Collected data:

■ ■ ■ ■

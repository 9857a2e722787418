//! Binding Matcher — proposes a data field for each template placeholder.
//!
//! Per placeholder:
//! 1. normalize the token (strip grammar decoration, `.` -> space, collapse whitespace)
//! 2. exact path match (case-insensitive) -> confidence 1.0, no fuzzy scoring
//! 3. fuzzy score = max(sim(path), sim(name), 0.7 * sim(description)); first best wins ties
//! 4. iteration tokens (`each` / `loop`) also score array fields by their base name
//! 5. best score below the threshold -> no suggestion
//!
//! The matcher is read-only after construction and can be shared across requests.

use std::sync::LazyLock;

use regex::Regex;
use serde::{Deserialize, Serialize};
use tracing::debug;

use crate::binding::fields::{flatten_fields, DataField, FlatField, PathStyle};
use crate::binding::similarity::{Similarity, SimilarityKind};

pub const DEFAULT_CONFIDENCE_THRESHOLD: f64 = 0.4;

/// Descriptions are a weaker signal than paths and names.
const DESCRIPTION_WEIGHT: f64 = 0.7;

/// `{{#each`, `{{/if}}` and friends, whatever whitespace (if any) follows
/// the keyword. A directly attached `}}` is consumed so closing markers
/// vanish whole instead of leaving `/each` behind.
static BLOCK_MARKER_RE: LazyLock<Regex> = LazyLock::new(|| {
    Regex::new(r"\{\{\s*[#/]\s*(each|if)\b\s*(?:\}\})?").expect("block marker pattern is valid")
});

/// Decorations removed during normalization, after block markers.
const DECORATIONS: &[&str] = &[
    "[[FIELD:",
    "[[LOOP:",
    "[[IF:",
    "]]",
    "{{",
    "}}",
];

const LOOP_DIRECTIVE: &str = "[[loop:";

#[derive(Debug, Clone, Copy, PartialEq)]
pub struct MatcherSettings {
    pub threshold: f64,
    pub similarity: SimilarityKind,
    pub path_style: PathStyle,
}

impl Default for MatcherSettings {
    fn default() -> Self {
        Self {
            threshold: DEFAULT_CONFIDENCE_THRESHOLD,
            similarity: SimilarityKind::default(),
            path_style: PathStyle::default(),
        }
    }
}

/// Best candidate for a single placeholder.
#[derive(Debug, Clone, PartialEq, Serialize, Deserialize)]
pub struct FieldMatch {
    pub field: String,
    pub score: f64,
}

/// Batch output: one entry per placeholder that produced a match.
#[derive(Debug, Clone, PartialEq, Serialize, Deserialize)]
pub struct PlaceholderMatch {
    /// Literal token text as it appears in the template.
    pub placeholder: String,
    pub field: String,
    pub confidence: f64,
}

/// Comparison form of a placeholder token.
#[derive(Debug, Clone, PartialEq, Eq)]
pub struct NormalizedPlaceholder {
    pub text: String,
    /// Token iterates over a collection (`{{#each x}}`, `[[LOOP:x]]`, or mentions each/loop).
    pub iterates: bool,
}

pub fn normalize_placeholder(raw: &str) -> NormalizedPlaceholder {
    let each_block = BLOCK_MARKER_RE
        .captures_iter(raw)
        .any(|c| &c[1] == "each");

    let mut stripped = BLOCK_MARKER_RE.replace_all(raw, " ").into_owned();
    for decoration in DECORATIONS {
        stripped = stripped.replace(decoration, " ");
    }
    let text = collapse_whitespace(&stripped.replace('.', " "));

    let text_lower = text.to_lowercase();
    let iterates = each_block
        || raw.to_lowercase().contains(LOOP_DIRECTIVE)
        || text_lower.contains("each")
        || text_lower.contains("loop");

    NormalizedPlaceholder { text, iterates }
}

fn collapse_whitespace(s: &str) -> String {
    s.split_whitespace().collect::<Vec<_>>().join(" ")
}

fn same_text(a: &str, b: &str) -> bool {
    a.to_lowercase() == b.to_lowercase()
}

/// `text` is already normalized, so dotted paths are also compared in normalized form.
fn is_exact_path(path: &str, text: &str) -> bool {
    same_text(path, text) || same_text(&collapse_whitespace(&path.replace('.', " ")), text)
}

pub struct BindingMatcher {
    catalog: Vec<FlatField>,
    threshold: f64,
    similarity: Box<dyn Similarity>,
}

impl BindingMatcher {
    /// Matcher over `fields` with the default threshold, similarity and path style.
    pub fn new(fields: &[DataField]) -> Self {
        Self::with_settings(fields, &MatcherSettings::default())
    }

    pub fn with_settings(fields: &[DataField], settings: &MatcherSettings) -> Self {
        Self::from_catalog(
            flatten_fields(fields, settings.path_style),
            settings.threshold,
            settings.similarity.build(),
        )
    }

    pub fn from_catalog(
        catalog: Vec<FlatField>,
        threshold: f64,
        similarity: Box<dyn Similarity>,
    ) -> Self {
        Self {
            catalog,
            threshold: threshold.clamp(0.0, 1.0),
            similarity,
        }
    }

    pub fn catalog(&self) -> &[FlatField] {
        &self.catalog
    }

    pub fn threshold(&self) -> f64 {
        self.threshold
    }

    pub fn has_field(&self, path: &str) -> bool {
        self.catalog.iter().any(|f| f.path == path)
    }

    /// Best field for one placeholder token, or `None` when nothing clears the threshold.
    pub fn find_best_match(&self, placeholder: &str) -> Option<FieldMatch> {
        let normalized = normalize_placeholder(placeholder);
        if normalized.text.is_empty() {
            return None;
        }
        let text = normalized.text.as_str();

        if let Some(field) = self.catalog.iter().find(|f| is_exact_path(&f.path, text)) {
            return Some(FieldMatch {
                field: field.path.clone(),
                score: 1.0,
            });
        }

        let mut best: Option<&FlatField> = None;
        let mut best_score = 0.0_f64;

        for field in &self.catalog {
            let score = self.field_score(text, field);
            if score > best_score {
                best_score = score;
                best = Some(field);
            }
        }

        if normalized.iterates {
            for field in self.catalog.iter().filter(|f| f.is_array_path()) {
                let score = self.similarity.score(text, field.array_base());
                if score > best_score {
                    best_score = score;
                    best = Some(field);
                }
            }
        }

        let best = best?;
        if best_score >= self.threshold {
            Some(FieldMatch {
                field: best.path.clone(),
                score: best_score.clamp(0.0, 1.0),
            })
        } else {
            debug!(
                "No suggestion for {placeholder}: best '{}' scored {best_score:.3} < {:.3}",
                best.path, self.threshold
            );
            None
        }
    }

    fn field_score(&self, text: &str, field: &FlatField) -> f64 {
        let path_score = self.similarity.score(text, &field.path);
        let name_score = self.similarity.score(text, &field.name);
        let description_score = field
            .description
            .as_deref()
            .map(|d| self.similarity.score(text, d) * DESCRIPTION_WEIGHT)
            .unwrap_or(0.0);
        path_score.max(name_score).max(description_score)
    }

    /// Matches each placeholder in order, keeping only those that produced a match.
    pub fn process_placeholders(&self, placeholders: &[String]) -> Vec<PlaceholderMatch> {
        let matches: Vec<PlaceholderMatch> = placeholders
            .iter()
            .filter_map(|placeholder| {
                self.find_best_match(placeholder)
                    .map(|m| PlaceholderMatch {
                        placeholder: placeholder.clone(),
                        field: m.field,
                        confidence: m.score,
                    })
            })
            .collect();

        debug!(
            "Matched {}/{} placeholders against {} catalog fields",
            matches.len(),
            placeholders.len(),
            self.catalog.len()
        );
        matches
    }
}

■ ■ ■ ■

## Exercise brief
Pick out, from the lines above, every one that contains the string "iterates".

## Result below
    /// Token iterates over a collection (`{{#each x}}`, `[[LOOP:x]]`, or mentions each/loop).
    pub iterates: bool,
    let iterates = each_block
    NormalizedPlaceholder { text, iterates }
        if normalized.iterates {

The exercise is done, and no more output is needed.